I was scheduled to leave the country in about three hours but instead I am lying in bed. I kind of switched over to Spanish last night, suddenly finding myself overwhelmed with so many Irish grammar points at the same time, and I thought a short break from it might be helpful. Thankfully I can just practice Spanish instead. So I started rereading in Spanish and making sure to grab the vocabulary for flashcards the way. Reading in Spanish is sooo much faster now. I think I need to change the way I do flashcards because writing down words and/or highlighting them to write down later and then, when I get around to it, inserting them into flashcards, feels like a whole lot of time spent just making flashcards. Instead I think I will try a new approach: highlighting words on my first reading, adding them to my flashcards when I read that part again, and then making a little compromise and letting my list of flashcards be my vocabulary list too. It’s just that when I make a list of words for a personal dictionary I am usually more detailed than I am when I just put the definition  into a flashcard… but I think I am too attached to my word lists anyway, like there was a time I think I felt like I needed to have lists of words that were mine in order to be okay! I need to spend more time with the flashcards, less time making lists.

Once I am done this rereading, which despite plugging words into flashcards while I am doing it is going quite quickly, I will have a good set of flashcards in Spanish and Irish to integrate, and when I am doing flashcard work I think I like to do just that, while I take breaks from some other activity like playing guitar or watching movies. Oh, Spanish and Irish work great together.
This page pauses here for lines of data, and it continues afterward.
use std::path::PathBuf;

use serde::{Deserialize, Serialize};

// ── Categories ───────────────────────────────────────────────────────────────

/// Canonical skill categories understood by the loader.
///
/// This is a closed set; the bundled-skill library carries its own,
/// independently versioned vocabulary.
#[derive(Debug, Clone, Copy, PartialEq, Eq, Serialize, Deserialize)]
#[serde(rename_all = "kebab-case")]
pub enum SkillCategory {
    Testing,
    Development,
    Documentation,
    Refactoring,
    Security,
    Performance,
    CodeQuality,
    Deployment,
    Database,
    Framework,
    Workflow,
    Memory,
    Communication,
}

/// Where a skill's instructions run when it is activated.
#[derive(Debug, Clone, Copy, PartialEq, Eq, Serialize, Deserialize)]
#[serde(rename_all = "lowercase")]
pub enum InvocationContext {
    Fork,
    Inline,
}

// ── Skill metadata ───────────────────────────────────────────────────────────

/// Metadata parsed from SKILL.md frontmatter.
///
/// Only `name` is required. Sibling systems define further keys (tool
/// permissions, category tags); unknown keys are ignored here.
#[derive(Debug, Clone, Serialize, Deserialize)]
pub struct SkillMetadata {
    pub name: String,
    #[serde(default)]
    pub description: String,
    #[serde(default)]
    pub category: Option<SkillCategory>,
    #[serde(default, rename = "disable-model-invocation")]
    pub disable_model_invocation: bool,
    #[serde(default, rename = "user-invocable")]
    pub user_invocable: Option<bool>,
    #[serde(default, rename = "allowed-tools")]
    pub allowed_tools: Option<String>,
    #[serde(default)]
    pub context: Option<InvocationContext>,
    #[serde(default)]
    pub agent: Option<String>,
    #[serde(default)]
    pub tools: Option<String>,
    #[serde(default)]
    pub extensions: Option<String>,
    /// Filesystem path to the skill directory.
    #[serde(skip)]
    pub path: PathBuf,
}

/// A fully loaded skill: metadata, markdown body, and supporting files.
#[derive(Debug, Clone)]
pub struct Skill {
    pub metadata: SkillMetadata,
    pub body: String,
    pub path: PathBuf,
    /// Files shipped alongside SKILL.md, relative to the skill directory.
    pub supporting_files: Vec<PathBuf>,
}

// ── Trigger records ──────────────────────────────────────────────────────────

/// Trigger summary extracted from one SKILL.md, consumed by the evaluation
/// prompt compiler. `skill_name` is never empty: a document that cannot
/// produce one is rejected outright.
///
/// Field casing in JSON output (`skillName`, `triggerPatterns`) is part of
/// the machine-readable contract.
#[derive(Debug, Clone, PartialEq, Serialize, Deserialize)]
#[serde(rename_all = "camelCase")]
pub struct SkillTriggerInfo {
    pub skill_name: String,
    #[serde(default)]
    pub description: String,
    #[serde(default)]
    pub trigger_patterns: Vec<String>,
}

#[allow(clippy::unwrap_used, clippy::expect_used)]
#[cfg(test)]
mod tests {
    use super::*;

    #[test]
    fn test_trigger_info_json_field_casing() {
        let info = SkillTriggerInfo {
            skill_name: "tdd".to_string(),
            description: "Test-driven development".to_string(),
            trigger_patterns: vec!["Fixing a bug".to_string()],
        };
        let json = serde_json::to_value(&info).unwrap();
        assert_eq!(json["skillName"], "tdd");
        assert_eq!(json["triggerPatterns"][0], "Fixing a bug");
    }

    #[test]
    fn test_category_kebab_case_names() {
        let category: SkillCategory = serde_yaml::from_str("code-quality").unwrap();
        assert_eq!(category, SkillCategory::CodeQuality);
        assert!(serde_yaml::from_str::<SkillCategory>("quality").is_err());
    }
}
use std::path::PathBuf;

use {
    anyhow::Context,
    clap::Subcommand,
    skillet_library::{
        SkillsLibrary,
        project::starter_template,
        types::{InstallLocation, InstallOptions, LibraryCategory},
    },
};

#[derive(Subcommand)]
pub enum SkillAction {
    /// List bundled library skills.
    List {
        /// Filter by library category (meta, audit, principles, habits, hot).
        #[arg(long)]
        category: Option<LibraryCategory>,
    },
    /// Show a bundled skill's metadata and instructions.
    Info {
        /// Skill name.
        name: String,
    },
    /// Install a bundled skill into the current project.
    Install {
        /// Skill name.
        name: String,
        /// Install into the user-level skills directory instead.
        #[arg(long, default_value_t = false)]
        user: bool,
    },
    /// Create a new project from a template.
    Init {
        /// Target directory for the new project.
        target: PathBuf,
        /// Template name.
        #[arg(long, default_value = "starter")]
        template: String,
    },
    /// Install additional library skills into the current project.
    Extend {
        /// Skill names.
        #[arg(required = true)]
        skills: Vec<String>,
    },
}

pub async fn handle_skills(
    library_dir: Option<PathBuf>,
    action: SkillAction,
) -> anyhow::Result<()> {
    let root = match library_dir {
        Some(dir) => dir,
        None => default_library_dir()?,
    };
    let library = SkillsLibrary::new(root);

    match action {
        SkillAction::List { category } => {
            let skills = library.list_skills(category).await?;
            if skills.is_empty() {
                println!("No skills found.");
            } else {
                for skill in &skills {
                    let category = skill
                        .meta
                        .category
                        .map(|c| c.to_string())
                        .unwrap_or_default();
                    println!("  {} — {} [{}]", skill.meta.name, skill.meta.description, category);
                }
            }
        },
        SkillAction::Info { name } => {
            let skill = library.load_skill(&name).await?;
            println!("Name:        {}", skill.meta.name);
            println!("Description: {}", skill.meta.description);
            if let Some(category) = skill.meta.category {
                println!("Category:    {category}");
            }
            println!("Path:        {}", skill.path.display());
            println!("\n{}", skill.body);
        },
        SkillAction::Install { name, user } => {
            let options = InstallOptions {
                location: Some(if user {
                    InstallLocation::User
                } else {
                    InstallLocation::Project
                }),
                cwd: None,
            };
            let dest = library.install_skill(&name, &options).await?;
            println!("Installed skill '{}' to {}", name, dest.display());
        },
        SkillAction::Init { target, template } => {
            let template = match template.as_str() {
                "starter" => starter_template(),
                other => anyhow::bail!("unknown template '{other}'"),
            };
            library.create_project(&template, &target).await?;
            println!(
                "Created project '{}' at {}",
                template.name,
                target.display()
            );
        },
        SkillAction::Extend { skills } => {
            let cwd = std::env::current_dir()?;
            library.extend_project(&skills, &cwd).await?;
            println!("Installed {} skill(s) into {}", skills.len(), cwd.display());
        },
    }

    Ok(())
}

fn default_library_dir() -> anyhow::Result<PathBuf> {
    let dirs = directories::ProjectDirs::from("", "", "skillet")
        .context("could not determine user data directory")?;
    Ok(dirs.data_dir().join("library"))
}
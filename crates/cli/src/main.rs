mod library_commands;

use {
    clap::{Parser, Subcommand},
    skillet_loader::{
        discover::{FsSkillDiscoverer, SkillDiscoverer},
        prompt::{EvaluateResult, compile_evaluation_prompt},
    },
    tracing::info,
    tracing_subscriber::{EnvFilter, fmt, layer::SubscriberExt, util::SubscriberInitExt},
};

#[derive(Parser)]
#[command(name = "skillet", about = "Skillet — skill library and activation prompt compiler")]
struct Cli {
    #[command(subcommand)]
    command: Commands,

    /// Log level (trace, debug, info, warn, error).
    #[arg(long, global = true, default_value = "info")]
    log_level: String,

    /// Output logs as JSON instead of human-readable.
    #[arg(long, global = true, default_value_t = false)]
    json_logs: bool,
}

#[derive(Subcommand)]
enum Commands {
    /// Compile the skill activation prompt from installed skills.
    Evaluate {
        /// Working directory used to resolve the default skills directory.
        #[arg(long)]
        cwd: Option<std::path::PathBuf>,
        /// Skills directory to scan (overrides <cwd>/.skillet/skills).
        #[arg(long, env = "SKILLET_SKILLS_DIR")]
        skills_dir: Option<std::path::PathBuf>,
        /// Print the skills and prompt as a JSON payload.
        #[arg(long, default_value_t = false)]
        json: bool,
    },
    /// Bundled skill library management.
    Skills {
        /// Library root directory (overrides the user data dir default).
        #[arg(long, global = true, env = "SKILLET_LIBRARY_DIR")]
        library: Option<std::path::PathBuf>,
        #[command(subcommand)]
        action: library_commands::SkillAction,
    },
}

/// Initialise tracing on stderr so the rendered prompt owns stdout.
fn init_telemetry(cli: &Cli) {
    let filter =
        EnvFilter::try_from_default_env().unwrap_or_else(|_| EnvFilter::new(&cli.log_level));

    let registry = tracing_subscriber::registry().with(filter);

    if cli.json_logs {
        registry
            .with(
                fmt::layer()
                    .json()
                    .with_target(true)
                    .with_thread_ids(false)
                    .with_writer(std::io::stderr),
            )
            .init();
    } else {
        registry
            .with(
                fmt::layer()
                    .with_target(false)
                    .with_thread_ids(false)
                    .with_ansi(true)
                    .with_writer(std::io::stderr),
            )
            .init();
    }
}

#[tokio::main]
async fn main() -> anyhow::Result<()> {
    let cli = Cli::parse();
    init_telemetry(&cli);

    info!(version = env!("CARGO_PKG_VERSION"), "skillet starting");

    match cli.command {
        Commands::Evaluate {
            cwd,
            skills_dir,
            json,
        } => handle_evaluate(cwd, skills_dir, json).await,
        Commands::Skills { library, action } => {
            library_commands::handle_skills(library, action).await
        },
    }
}

async fn handle_evaluate(
    cwd: Option<std::path::PathBuf>,
    skills_dir: Option<std::path::PathBuf>,
    json: bool,
) -> anyhow::Result<()> {
    let cwd = match cwd {
        Some(dir) => dir,
        None => std::env::current_dir()?,
    };
    let skills_dir = skills_dir.unwrap_or_else(|| FsSkillDiscoverer::default_dir(&cwd));

    let discoverer = FsSkillDiscoverer::new(skills_dir);
    let skills = discoverer.discover().await;
    let prompt = compile_evaluation_prompt(&skills);

    if json {
        let result = EvaluateResult { skills, prompt };
        println!("{}", serde_json::to_string_pretty(&result)?);
    } else {
        println!("{prompt}");
    }
    Ok(())
}

#[allow(clippy::unwrap_used, clippy::expect_used)]
#[cfg(test)]
mod tests {
    use {super::*, clap::CommandFactory};

    #[test]
    fn test_cli_definition_is_consistent() {
        Cli::command().debug_assert();
    }

    #[test]
    fn test_evaluate_args_parse() {
        let cli = Cli::parse_from(["skillet", "evaluate", "--skills-dir", "/tmp/skills", "--json"]);
        match cli.command {
            Commands::Evaluate {
                skills_dir, json, ..
            } => {
                assert_eq!(skills_dir.as_deref(), Some(std::path::Path::new("/tmp/skills")));
                assert!(json);
            },
            _ => panic!("expected evaluate command"),
        }
    }
}
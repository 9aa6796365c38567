use std::sync::LazyLock;

use regex::Regex;

/// Cleaned bullets at or below this length are discarded as noise.
const MIN_TRIGGER_CHARS: usize = 3;

#[allow(clippy::unwrap_used)]
static SECTION_HEADINGS: LazyLock<Vec<Regex>> = LazyLock::new(|| {
    // Ordered heading matchers; all are applied, independently.
    [
        r"^##\s*When to Use",
        r"^##\s*Trigger Conditions",
        r"^##\s*When to Invoke",
        r"^##\s*Context\s*/\s*Trigger Conditions",
        r"^##\s*When NOT to Use",
    ]
    .iter()
    .map(|pattern| Regex::new(&format!("(?i){pattern}")).unwrap())
    .collect()
});

#[allow(clippy::unwrap_used)]
static BULLET: LazyLock<Regex> = LazyLock::new(|| Regex::new(r"^\s*[-*]\s+(.+)$").unwrap());

#[allow(clippy::unwrap_used)]
static BOLD: LazyLock<Regex> = LazyLock::new(|| Regex::new(r"\*\*([^*]+)\*\*").unwrap());

#[allow(clippy::unwrap_used)]
static INLINE_CODE: LazyLock<Regex> = LazyLock::new(|| Regex::new(r"`([^`]+)`").unwrap());

#[allow(clippy::unwrap_used)]
static LINK: LazyLock<Regex> = LazyLock::new(|| Regex::new(r"\[([^\]]+)\]\([^)]+\)").unwrap());

/// Extract condensed trigger phrases from a SKILL.md body.
///
/// Scans the recognized "when to use"-style sections for bullet lines,
/// strips inline markup, and keeps everything longer than three characters.
/// Output order is deterministic: heading-pattern order, then document order
/// within each pattern. Identical bullets under two matched headings are
/// kept twice.
pub fn extract_triggers(body: &str) -> Vec<String> {
    let lines: Vec<&str> = body.lines().collect();
    let mut patterns = Vec::new();

    for heading in SECTION_HEADINGS.iter() {
        for (idx, line) in lines.iter().enumerate() {
            if !heading.is_match(line) {
                continue;
            }
            // Section runs until the next ##-level heading or end of body.
            for section_line in lines[idx + 1..]
                .iter()
                .take_while(|l| !l.starts_with("##"))
            {
                let Some(captures) = BULLET.captures(section_line) else {
                    continue;
                };
                let cleaned = clean_bullet(&captures[1]);
                if cleaned.chars().count() > MIN_TRIGGER_CHARS {
                    patterns.push(cleaned);
                }
            }
        }
    }

    patterns
}

/// Strip bold, inline code, and link markup from a bullet, then trim.
fn clean_bullet(text: &str) -> String {
    let text = BOLD.replace_all(text.trim(), "$1");
    let text = INLINE_CODE.replace_all(&text, "$1");
    let text = LINK.replace_all(&text, "$1");
    text.trim().to_string()
}
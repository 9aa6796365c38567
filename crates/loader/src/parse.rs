use std::path::Path;

use serde_yaml::Value;

use crate::{
    error::{Error, Result},
    types::SkillMetadata,
};

/// A definition file split into validated header fields and markdown body.
#[derive(Debug, Clone)]
pub struct ParsedDefinition {
    pub name: String,
    pub description: String,
    pub body: String,
}

/// Parse a SKILL.md document into its header fields and body.
///
/// The frontmatter is parsed as YAML first; when that fails, a line-oriented
/// recovery pass extracts `name` and `description` from the raw block. Either
/// way, a document that yields no non-blank name is malformed.
pub fn parse_definition(content: &str, source: &Path) -> Result<ParsedDefinition> {
    let (raw_frontmatter, body) =
        split_frontmatter(content).map_err(|reason| Error::malformed(source, reason))?;

    let (name, description) = match serde_yaml::from_str::<Value>(&raw_frontmatter) {
        Ok(value) => (
            scalar_field(&value, "name"),
            scalar_field(&value, "description"),
        ),
        Err(_) => {
            let loose = recover_frontmatter(&raw_frontmatter);
            (loose.name, loose.description)
        },
    };

    let name = name.map(|n| n.trim().to_string()).unwrap_or_default();
    if name.is_empty() {
        return Err(Error::malformed(source, "missing name in frontmatter"));
    }
    let description = description
        .map(|d| d.trim().to_string())
        .unwrap_or_default();

    Ok(ParsedDefinition {
        name,
        description,
        body,
    })
}

/// Parse a SKILL.md file into full metadata (strict YAML, no recovery pass).
pub fn parse_metadata(content: &str, skill_dir: &Path) -> Result<SkillMetadata> {
    let (raw_frontmatter, _body) =
        split_frontmatter(content).map_err(|reason| Error::malformed(skill_dir, reason))?;

    let mut meta: SkillMetadata = serde_yaml::from_str(&raw_frontmatter)
        .map_err(|e| Error::malformed(skill_dir, format!("invalid frontmatter: {e}")))?;

    if meta.name.trim().is_empty() {
        return Err(Error::malformed(skill_dir, "missing name in frontmatter"));
    }
    meta.name = meta.name.trim().to_string();
    meta.path = skill_dir.to_path_buf();
    Ok(meta)
}

/// Split SKILL.md content at `---` delimiters into (frontmatter, body).
pub fn split_frontmatter(content: &str) -> std::result::Result<(String, String), &'static str> {
    let trimmed = content.trim_start();
    if !trimmed.starts_with("---") {
        return Err("missing frontmatter delimited by ---");
    }

    // Skip the opening ---
    let after_open = &trimmed[3..];
    let close_pos = after_open
        .find("\n---")
        .ok_or("missing closing --- for frontmatter")?;

    let frontmatter = after_open[..close_pos].trim().to_string();
    let body = after_open[close_pos + 4..].trim().to_string();
    Ok((frontmatter, body))
}

// ── Loose recovery ───────────────────────────────────────────────────────────

/// Fields recovered by the line-oriented fallback parser.
#[derive(Debug, Default, Clone, PartialEq)]
pub struct LooseFrontmatter {
    pub name: Option<String>,
    pub description: Option<String>,
}

/// Recover `name` and `description` from frontmatter that fails strict YAML
/// parsing. Real SKILL.md files sometimes carry unescaped colons inside
/// description prose; only the key prefix is matched here, so such lines
/// survive.
///
/// The first `name:` line wins. The first `description:` line starts a
/// multi-line capture that runs until the next `identifier:` line; the
/// fragments are trimmed and joined with single spaces.
pub fn recover_frontmatter(raw_frontmatter: &str) -> LooseFrontmatter {
    let lines: Vec<&str> = raw_frontmatter.lines().collect();
    let mut recovered = LooseFrontmatter::default();

    for (i, line) in lines.iter().enumerate() {
        if recovered.name.is_none()
            && let Some(rest) = line.strip_prefix("name:")
        {
            let value = strip_optional_quotes(rest);
            if !value.is_empty() {
                recovered.name = Some(value.to_string());
                continue;
            }
        }

        if recovered.description.is_none()
            && let Some(rest) = line.strip_prefix("description:")
        {
            let mut fragments = Vec::new();
            let first = rest.trim();
            if !first.is_empty() && first != "|" {
                fragments.push(first);
            }
            for next in &lines[i + 1..] {
                if is_top_level_key(next) {
                    break;
                }
                if !next.trim().is_empty() {
                    fragments.push(next.trim());
                }
            }
            recovered.description = Some(fragments.join(" ").trim().to_string());
        }
    }

    recovered
}

/// Strip a single layer of matching surrounding quotes.
fn strip_optional_quotes(value: &str) -> &str {
    let trimmed = value.trim();
    let stripped = trimmed
        .strip_prefix('"')
        .and_then(|v| v.strip_suffix('"'))
        .or_else(|| {
            trimmed
                .strip_prefix('\'')
                .and_then(|v| v.strip_suffix('\''))
        });
    match stripped {
        Some(inner) => inner.trim(),
        None => trimmed,
    }
}

/// A line beginning a new top-level frontmatter key (`identifier:`).
fn is_top_level_key(line: &str) -> bool {
    match line.split_once(':') {
        Some((key, _)) => {
            !key.is_empty()
                && key
                    .chars()
                    .all(|c| c.is_ascii_alphanumeric() || c == '-' || c == '_')
        },
        None => false,
    }
}

/// Coerce a scalar frontmatter value to a string; mappings and sequences are
/// treated as absent.
fn scalar_field(value: &Value, key: &str) -> Option<String> {
    match value.get(key)? {
        Value::String(s) => Some(s.clone()),
        Value::Number(n) => Some(n.to_string()),
        Value::Bool(b) => Some(b.to_string()),
        _ => None,
    }
}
When I needed a break from Irish I went to Spanish which suddenly felt even easier than before: I mean, all these words that have simple spellings that do not change and nothing that causes lenition! It’s so weird! So when I have flashcards I want to integrate I probably tend to do other stuff where flashcard study works really well when take breaks: playing music, watching TV, writing. Then I go back to reading or grammar study or whatever I’m doing and start creating more flashcards…

One thing I like about Irish is, despite so many complex pronunciation rules, and despite seeing dipthongs over and over again but sill being unsure how to pronounce at least a hundred of them, my ‘guesses’ get better every time I see words, and luckily a lot of times things *are* pronounced as they look. There are certain vowel combinations that have a clear unambiguous sound, and others, I kind of just compromise on what the two vowels together sound like and very often it is correct at least in one dialect. ‘Standard’ Irish is just a compromise between the three main dialects anyway. So, no fear, take a guess at a vowel sound, and there is a good chance you will be right somewhere. There was a girl who I think is even from Ireland who was posting about the Irish language pronunciation and how it’s like Itish is great, you just can’t do anything wrong! I am not sure if she was joking but it is kind of hilarious either way.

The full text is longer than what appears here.